** EXTRACTED DATA follows **
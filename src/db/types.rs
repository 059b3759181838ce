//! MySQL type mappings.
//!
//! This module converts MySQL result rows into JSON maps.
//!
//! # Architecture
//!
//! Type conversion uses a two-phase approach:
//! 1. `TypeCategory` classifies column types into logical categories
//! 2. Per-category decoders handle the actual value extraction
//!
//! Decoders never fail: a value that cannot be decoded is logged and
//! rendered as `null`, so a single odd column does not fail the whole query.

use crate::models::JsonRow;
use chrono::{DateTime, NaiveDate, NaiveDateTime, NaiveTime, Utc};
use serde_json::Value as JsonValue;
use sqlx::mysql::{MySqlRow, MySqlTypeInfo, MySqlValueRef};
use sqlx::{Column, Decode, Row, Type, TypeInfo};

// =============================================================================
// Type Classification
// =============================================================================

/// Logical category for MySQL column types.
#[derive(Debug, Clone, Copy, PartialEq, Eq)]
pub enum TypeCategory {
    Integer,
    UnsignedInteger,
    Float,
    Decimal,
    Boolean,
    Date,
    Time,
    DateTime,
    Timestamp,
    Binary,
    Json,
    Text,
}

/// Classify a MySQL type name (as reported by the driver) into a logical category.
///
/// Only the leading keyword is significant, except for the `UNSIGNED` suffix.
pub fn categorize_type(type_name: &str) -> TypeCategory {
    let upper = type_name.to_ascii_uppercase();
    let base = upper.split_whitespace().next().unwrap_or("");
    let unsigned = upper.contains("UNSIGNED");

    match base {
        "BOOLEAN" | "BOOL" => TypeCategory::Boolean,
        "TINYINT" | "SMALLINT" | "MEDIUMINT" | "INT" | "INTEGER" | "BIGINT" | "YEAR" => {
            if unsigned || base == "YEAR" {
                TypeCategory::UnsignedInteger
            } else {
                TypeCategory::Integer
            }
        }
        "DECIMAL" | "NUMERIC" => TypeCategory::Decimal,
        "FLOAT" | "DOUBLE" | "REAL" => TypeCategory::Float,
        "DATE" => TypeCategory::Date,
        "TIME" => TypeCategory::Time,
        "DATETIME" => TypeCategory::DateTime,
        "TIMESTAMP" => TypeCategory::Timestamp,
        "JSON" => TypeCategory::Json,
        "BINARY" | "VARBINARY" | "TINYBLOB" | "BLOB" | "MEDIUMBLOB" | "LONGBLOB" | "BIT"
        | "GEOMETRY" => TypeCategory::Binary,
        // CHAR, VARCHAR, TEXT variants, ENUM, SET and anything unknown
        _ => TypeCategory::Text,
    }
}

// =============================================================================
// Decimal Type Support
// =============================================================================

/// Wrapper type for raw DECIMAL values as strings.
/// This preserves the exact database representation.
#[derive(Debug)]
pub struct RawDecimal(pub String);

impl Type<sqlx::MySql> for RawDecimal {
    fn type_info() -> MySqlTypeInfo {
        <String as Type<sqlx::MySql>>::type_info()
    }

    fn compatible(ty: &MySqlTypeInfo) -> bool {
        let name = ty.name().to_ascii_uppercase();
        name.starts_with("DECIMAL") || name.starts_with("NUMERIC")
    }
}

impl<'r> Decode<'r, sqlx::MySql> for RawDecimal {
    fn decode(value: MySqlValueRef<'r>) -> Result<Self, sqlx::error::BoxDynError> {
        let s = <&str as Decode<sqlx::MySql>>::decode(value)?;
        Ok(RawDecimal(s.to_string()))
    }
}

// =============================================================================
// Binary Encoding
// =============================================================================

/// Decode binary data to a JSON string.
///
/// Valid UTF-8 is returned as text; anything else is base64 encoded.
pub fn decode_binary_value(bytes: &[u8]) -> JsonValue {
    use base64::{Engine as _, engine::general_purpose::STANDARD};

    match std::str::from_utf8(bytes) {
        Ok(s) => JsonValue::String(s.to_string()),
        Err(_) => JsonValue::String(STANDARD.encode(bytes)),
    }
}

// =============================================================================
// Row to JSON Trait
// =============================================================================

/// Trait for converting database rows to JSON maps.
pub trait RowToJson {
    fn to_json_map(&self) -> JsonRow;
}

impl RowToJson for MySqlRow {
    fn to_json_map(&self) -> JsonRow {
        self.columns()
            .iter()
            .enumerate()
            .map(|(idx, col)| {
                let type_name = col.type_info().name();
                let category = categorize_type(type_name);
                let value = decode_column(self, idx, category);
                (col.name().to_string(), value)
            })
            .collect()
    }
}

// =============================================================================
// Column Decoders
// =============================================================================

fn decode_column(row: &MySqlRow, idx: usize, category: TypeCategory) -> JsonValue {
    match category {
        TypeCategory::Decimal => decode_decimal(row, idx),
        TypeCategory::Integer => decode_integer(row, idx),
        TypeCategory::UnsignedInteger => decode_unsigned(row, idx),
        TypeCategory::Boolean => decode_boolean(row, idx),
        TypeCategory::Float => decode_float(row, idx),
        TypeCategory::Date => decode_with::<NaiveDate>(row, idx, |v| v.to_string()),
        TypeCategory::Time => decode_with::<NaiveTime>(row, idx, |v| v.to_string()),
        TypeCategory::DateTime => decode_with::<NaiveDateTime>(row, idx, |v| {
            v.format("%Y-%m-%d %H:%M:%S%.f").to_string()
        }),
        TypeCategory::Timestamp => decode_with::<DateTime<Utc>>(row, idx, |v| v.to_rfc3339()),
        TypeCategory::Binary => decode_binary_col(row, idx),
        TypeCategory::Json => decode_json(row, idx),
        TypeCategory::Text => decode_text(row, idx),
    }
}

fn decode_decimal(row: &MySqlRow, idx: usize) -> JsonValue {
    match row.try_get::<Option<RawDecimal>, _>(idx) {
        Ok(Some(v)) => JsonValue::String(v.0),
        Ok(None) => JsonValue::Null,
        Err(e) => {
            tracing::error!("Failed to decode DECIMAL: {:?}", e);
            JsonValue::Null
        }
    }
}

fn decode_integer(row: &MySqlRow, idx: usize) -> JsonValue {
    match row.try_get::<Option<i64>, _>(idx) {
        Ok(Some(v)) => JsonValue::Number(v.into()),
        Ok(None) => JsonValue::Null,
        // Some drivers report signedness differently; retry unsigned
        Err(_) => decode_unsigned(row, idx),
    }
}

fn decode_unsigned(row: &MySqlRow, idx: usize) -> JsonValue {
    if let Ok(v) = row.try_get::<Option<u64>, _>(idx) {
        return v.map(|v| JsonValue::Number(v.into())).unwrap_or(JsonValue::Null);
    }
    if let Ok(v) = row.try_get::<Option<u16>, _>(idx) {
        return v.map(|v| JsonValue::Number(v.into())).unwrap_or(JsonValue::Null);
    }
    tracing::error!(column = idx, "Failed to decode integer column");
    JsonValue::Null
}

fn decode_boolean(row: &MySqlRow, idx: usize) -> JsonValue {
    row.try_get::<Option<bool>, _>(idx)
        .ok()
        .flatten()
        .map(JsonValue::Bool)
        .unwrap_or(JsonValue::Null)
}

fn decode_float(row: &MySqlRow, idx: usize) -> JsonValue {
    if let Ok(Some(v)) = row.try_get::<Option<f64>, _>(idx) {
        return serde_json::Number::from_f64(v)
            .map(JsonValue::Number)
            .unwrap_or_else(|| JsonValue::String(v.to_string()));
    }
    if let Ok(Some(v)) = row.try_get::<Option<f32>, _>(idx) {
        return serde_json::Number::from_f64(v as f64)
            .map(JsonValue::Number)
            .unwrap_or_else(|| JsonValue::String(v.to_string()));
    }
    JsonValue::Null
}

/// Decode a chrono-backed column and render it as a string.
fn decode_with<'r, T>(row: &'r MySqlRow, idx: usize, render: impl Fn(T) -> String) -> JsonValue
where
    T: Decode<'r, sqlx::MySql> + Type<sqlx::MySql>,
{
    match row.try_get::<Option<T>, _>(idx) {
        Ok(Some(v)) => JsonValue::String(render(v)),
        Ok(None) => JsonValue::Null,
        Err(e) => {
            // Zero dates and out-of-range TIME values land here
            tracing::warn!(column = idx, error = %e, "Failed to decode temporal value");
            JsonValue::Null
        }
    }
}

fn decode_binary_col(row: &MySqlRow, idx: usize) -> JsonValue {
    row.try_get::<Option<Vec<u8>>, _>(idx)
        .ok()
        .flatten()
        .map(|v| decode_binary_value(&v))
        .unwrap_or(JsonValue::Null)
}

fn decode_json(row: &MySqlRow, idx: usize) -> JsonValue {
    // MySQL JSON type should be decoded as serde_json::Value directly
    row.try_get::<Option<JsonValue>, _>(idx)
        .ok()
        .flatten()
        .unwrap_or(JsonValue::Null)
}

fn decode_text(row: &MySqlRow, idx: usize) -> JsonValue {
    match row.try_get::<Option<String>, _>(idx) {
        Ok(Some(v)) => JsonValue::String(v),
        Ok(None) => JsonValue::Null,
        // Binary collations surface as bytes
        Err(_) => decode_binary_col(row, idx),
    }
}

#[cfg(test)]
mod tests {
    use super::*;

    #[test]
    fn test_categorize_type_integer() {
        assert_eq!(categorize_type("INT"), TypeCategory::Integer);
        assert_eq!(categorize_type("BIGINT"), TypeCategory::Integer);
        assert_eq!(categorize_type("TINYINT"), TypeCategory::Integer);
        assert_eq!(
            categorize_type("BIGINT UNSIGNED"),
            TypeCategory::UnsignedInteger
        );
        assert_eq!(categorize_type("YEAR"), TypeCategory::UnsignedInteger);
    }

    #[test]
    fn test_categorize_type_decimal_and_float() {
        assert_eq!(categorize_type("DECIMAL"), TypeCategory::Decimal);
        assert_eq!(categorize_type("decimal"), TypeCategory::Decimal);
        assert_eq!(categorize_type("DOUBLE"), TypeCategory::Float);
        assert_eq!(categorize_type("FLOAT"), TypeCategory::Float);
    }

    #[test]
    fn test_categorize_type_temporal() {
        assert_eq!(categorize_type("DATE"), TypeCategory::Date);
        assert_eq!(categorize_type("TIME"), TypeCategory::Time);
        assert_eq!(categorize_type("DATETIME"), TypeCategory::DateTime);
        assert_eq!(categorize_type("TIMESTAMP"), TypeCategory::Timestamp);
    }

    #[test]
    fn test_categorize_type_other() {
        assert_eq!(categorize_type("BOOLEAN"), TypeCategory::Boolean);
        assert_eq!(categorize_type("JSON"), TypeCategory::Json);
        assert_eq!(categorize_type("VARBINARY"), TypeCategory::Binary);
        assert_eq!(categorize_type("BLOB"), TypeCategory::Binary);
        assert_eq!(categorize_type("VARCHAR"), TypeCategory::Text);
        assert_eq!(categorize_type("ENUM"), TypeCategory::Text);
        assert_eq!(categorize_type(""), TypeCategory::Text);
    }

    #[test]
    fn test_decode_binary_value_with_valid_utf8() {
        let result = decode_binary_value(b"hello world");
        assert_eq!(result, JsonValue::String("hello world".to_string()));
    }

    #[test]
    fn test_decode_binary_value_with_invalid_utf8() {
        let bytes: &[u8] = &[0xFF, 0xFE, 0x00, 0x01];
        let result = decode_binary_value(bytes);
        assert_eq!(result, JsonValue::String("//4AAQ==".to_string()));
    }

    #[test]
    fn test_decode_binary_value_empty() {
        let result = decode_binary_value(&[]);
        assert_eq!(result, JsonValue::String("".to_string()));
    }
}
** End of EXTRACTED DATA **
** EXTRACTED DATA follows **
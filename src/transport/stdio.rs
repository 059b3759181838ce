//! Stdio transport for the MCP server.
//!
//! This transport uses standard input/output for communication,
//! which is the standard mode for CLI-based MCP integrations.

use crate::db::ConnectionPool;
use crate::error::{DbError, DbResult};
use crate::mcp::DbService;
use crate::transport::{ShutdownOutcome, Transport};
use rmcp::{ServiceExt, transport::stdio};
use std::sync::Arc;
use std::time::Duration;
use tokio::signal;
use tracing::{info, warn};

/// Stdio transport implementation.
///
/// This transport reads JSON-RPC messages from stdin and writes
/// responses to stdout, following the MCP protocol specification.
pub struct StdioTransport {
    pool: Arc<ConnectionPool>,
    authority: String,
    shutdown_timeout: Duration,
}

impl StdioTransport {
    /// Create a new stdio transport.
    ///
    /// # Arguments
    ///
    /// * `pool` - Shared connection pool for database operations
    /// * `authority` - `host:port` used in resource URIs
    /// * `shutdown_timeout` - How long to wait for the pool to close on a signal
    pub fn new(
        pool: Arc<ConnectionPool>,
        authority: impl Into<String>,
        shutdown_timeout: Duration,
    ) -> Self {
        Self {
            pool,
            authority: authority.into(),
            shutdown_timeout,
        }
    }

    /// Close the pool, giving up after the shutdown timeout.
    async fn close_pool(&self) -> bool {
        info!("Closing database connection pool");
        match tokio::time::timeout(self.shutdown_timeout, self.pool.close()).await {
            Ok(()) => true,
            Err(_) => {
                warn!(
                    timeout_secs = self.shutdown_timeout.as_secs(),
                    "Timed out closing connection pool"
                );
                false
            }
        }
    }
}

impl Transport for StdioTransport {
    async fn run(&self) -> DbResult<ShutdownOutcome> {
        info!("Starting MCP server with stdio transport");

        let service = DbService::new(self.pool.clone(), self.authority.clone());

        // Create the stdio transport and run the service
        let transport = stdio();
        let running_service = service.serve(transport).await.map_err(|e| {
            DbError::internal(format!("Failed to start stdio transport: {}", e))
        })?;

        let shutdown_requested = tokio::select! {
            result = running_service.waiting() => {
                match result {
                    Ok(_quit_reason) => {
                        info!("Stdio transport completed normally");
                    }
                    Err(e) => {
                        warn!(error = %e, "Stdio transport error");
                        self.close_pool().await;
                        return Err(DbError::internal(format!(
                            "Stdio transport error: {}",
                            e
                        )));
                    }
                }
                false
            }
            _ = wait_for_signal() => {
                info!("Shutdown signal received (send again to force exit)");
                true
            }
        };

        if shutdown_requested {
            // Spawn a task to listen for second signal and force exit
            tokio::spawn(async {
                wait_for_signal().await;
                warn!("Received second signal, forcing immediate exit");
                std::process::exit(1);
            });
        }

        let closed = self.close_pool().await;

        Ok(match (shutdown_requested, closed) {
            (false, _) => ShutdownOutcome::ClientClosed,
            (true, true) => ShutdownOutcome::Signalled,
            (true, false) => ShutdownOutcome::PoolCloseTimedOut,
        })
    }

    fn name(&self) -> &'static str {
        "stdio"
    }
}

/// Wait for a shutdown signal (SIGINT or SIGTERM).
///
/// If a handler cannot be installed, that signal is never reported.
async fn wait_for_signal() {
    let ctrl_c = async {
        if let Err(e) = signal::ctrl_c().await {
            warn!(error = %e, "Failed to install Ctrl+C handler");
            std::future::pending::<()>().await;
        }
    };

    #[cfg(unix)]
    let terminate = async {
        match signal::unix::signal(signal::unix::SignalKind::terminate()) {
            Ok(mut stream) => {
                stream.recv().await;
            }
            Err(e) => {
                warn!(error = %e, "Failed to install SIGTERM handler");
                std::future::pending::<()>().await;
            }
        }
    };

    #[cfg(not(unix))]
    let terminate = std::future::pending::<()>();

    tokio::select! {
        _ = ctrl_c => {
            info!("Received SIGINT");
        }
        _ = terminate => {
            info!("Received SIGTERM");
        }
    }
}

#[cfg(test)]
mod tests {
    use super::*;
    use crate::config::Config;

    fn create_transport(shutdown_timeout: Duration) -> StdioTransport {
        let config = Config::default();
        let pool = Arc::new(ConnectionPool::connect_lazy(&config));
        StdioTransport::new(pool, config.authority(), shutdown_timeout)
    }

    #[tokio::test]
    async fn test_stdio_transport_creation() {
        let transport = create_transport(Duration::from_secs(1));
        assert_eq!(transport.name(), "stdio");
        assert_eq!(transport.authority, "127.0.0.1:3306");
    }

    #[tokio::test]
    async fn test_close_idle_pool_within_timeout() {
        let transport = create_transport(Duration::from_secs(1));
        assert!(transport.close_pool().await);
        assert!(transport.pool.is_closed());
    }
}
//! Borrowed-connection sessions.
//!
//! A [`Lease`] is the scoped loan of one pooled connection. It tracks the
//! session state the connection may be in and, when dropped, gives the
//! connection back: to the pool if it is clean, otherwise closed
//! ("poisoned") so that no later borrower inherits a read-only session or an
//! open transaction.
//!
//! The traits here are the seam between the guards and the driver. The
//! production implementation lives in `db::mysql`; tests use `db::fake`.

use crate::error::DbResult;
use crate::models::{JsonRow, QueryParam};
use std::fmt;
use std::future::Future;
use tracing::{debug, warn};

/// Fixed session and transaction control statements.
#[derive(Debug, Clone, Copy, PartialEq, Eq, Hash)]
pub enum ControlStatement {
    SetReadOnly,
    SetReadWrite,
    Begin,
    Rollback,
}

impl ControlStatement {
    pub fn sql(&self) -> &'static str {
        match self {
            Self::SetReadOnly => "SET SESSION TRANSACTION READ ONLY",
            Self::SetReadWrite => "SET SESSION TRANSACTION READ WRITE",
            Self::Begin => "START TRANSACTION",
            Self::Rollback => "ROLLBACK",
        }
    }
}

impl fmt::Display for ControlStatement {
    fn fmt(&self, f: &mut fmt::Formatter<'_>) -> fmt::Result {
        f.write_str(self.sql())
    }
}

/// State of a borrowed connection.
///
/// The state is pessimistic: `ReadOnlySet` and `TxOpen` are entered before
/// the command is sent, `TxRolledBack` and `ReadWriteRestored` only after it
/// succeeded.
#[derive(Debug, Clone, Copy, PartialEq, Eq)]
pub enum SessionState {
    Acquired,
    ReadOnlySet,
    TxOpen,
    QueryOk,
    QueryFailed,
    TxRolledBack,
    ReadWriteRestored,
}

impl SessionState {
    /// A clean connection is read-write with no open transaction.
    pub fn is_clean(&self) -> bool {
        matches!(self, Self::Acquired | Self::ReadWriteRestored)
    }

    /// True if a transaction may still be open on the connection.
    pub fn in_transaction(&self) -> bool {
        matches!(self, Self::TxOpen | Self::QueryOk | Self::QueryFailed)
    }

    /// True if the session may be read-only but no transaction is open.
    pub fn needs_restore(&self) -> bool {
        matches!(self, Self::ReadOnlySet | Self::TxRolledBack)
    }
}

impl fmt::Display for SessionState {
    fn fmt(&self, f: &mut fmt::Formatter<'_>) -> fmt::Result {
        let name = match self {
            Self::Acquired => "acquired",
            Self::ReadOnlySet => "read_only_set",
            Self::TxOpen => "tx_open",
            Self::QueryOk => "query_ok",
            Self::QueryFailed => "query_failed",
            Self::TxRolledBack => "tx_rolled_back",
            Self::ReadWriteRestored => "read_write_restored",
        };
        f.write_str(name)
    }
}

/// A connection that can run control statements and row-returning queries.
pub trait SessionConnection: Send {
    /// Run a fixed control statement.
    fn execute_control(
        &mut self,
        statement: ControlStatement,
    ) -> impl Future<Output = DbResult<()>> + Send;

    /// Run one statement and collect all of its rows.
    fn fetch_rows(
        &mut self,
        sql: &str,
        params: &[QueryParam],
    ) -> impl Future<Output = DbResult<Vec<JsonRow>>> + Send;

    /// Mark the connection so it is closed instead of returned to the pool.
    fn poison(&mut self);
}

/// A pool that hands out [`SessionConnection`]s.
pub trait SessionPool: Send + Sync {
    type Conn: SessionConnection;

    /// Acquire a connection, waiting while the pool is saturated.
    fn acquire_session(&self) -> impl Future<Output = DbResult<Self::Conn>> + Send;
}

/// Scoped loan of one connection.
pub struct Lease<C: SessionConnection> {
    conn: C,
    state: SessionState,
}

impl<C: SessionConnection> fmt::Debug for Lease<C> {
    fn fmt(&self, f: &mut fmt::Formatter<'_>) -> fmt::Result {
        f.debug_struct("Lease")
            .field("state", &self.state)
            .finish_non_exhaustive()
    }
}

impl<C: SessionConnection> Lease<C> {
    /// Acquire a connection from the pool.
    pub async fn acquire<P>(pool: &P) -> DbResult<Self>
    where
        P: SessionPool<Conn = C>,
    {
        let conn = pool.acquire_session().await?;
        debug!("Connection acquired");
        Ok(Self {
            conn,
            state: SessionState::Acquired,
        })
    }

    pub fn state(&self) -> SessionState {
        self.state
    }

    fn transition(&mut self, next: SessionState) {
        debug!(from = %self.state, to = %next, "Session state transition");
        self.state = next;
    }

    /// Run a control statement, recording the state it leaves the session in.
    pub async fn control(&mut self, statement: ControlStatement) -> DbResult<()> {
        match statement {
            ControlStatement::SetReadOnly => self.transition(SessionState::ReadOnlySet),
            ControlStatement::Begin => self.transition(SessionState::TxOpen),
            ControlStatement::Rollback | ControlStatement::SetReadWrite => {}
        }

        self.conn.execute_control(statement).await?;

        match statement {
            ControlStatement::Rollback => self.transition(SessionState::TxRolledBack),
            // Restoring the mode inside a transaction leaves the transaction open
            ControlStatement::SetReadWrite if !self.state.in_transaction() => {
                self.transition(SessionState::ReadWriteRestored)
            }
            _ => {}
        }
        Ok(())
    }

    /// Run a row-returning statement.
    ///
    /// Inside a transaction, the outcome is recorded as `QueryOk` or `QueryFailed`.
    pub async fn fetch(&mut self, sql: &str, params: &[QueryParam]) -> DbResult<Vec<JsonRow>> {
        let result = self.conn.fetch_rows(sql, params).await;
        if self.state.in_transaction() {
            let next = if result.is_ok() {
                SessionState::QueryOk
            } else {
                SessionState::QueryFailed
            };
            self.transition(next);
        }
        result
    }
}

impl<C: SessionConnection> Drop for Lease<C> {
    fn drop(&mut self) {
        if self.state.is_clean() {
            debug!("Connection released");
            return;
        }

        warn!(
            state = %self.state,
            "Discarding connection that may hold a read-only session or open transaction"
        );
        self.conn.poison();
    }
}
** End of EXTRACTED DATA **
** EXTRACTED DATA follows **
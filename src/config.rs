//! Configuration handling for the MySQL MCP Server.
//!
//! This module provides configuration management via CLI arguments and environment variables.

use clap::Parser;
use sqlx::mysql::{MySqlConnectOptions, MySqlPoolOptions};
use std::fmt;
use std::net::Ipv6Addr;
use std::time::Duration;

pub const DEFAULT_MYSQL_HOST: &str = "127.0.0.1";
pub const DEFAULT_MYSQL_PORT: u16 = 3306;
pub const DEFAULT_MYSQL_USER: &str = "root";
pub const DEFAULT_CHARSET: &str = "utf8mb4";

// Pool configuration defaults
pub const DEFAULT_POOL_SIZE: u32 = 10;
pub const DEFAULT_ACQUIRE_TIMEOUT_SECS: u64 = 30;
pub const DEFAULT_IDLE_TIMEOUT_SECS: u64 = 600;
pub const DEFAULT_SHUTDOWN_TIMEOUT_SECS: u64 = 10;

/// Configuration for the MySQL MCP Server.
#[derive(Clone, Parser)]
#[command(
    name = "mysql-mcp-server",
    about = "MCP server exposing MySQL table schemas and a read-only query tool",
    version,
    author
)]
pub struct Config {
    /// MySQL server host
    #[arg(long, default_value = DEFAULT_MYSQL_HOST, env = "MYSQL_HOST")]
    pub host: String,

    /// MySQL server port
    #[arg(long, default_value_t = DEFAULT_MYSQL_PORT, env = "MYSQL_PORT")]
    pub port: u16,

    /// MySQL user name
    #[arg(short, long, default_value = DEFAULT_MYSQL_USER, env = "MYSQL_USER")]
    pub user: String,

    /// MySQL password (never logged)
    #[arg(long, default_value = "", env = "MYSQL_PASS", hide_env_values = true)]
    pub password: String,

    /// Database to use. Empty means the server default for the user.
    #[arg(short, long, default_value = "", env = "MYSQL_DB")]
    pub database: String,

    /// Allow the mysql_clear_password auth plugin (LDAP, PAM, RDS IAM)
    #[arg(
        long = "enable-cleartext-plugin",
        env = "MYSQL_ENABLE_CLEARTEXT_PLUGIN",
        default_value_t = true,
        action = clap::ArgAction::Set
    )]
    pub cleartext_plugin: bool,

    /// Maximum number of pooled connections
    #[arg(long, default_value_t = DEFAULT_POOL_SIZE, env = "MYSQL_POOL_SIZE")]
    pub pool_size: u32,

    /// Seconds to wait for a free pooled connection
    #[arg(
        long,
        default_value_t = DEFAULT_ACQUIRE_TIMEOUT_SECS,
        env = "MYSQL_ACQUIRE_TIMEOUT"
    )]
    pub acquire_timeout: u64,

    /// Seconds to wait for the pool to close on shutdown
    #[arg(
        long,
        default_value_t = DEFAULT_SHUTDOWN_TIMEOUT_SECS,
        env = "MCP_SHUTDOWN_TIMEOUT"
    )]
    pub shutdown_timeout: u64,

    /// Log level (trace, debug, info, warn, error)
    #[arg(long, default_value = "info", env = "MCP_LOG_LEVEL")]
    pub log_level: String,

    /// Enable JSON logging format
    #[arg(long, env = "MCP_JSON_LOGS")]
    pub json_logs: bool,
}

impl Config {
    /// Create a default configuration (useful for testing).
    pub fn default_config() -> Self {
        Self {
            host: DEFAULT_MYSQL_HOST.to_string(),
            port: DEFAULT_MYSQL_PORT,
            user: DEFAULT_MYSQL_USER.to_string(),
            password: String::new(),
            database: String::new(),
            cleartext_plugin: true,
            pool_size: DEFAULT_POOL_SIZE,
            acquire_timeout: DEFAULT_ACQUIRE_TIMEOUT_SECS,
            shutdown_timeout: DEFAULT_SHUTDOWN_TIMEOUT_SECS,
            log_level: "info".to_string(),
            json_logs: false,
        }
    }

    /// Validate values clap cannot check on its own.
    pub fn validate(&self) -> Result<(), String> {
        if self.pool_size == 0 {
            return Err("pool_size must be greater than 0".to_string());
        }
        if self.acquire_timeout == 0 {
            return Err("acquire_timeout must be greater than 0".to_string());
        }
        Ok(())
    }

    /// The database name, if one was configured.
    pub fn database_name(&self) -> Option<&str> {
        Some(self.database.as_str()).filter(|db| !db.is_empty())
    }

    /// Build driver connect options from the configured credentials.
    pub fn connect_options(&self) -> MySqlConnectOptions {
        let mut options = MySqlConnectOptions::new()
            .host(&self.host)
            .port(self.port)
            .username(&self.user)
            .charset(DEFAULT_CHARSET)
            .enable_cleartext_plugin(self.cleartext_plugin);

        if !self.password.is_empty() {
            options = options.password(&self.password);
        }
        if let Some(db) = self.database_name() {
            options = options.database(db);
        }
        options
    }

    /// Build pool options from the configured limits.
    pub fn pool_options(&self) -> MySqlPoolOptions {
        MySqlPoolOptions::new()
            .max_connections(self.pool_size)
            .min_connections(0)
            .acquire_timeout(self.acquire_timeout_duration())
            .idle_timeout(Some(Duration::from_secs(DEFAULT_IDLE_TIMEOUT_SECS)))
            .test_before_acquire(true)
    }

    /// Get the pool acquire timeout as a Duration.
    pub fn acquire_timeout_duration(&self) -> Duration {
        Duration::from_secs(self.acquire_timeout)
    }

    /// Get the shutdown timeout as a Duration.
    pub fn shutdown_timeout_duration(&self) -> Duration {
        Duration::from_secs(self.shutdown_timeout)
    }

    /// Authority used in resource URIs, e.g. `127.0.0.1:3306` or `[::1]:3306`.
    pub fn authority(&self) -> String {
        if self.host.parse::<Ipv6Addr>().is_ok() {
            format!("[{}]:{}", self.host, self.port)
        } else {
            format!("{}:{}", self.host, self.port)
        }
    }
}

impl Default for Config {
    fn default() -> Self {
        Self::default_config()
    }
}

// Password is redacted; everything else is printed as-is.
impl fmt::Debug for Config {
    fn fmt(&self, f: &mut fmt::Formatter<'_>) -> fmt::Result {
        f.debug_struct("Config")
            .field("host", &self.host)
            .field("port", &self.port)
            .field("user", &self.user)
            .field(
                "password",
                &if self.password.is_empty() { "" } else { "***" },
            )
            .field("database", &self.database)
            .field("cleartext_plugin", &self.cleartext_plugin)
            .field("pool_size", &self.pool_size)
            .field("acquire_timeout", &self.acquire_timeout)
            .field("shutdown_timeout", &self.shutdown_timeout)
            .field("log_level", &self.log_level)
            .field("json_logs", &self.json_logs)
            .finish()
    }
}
** End of EXTRACTED DATA **
- [YOUR GOAL]:
From the records above, show each line that contains the word "waiting".

- [RESPONSE TO THIS EXERCISE]:
            result = running_service.waiting() => {
    /// Acquire a connection, waiting while the pool is saturated.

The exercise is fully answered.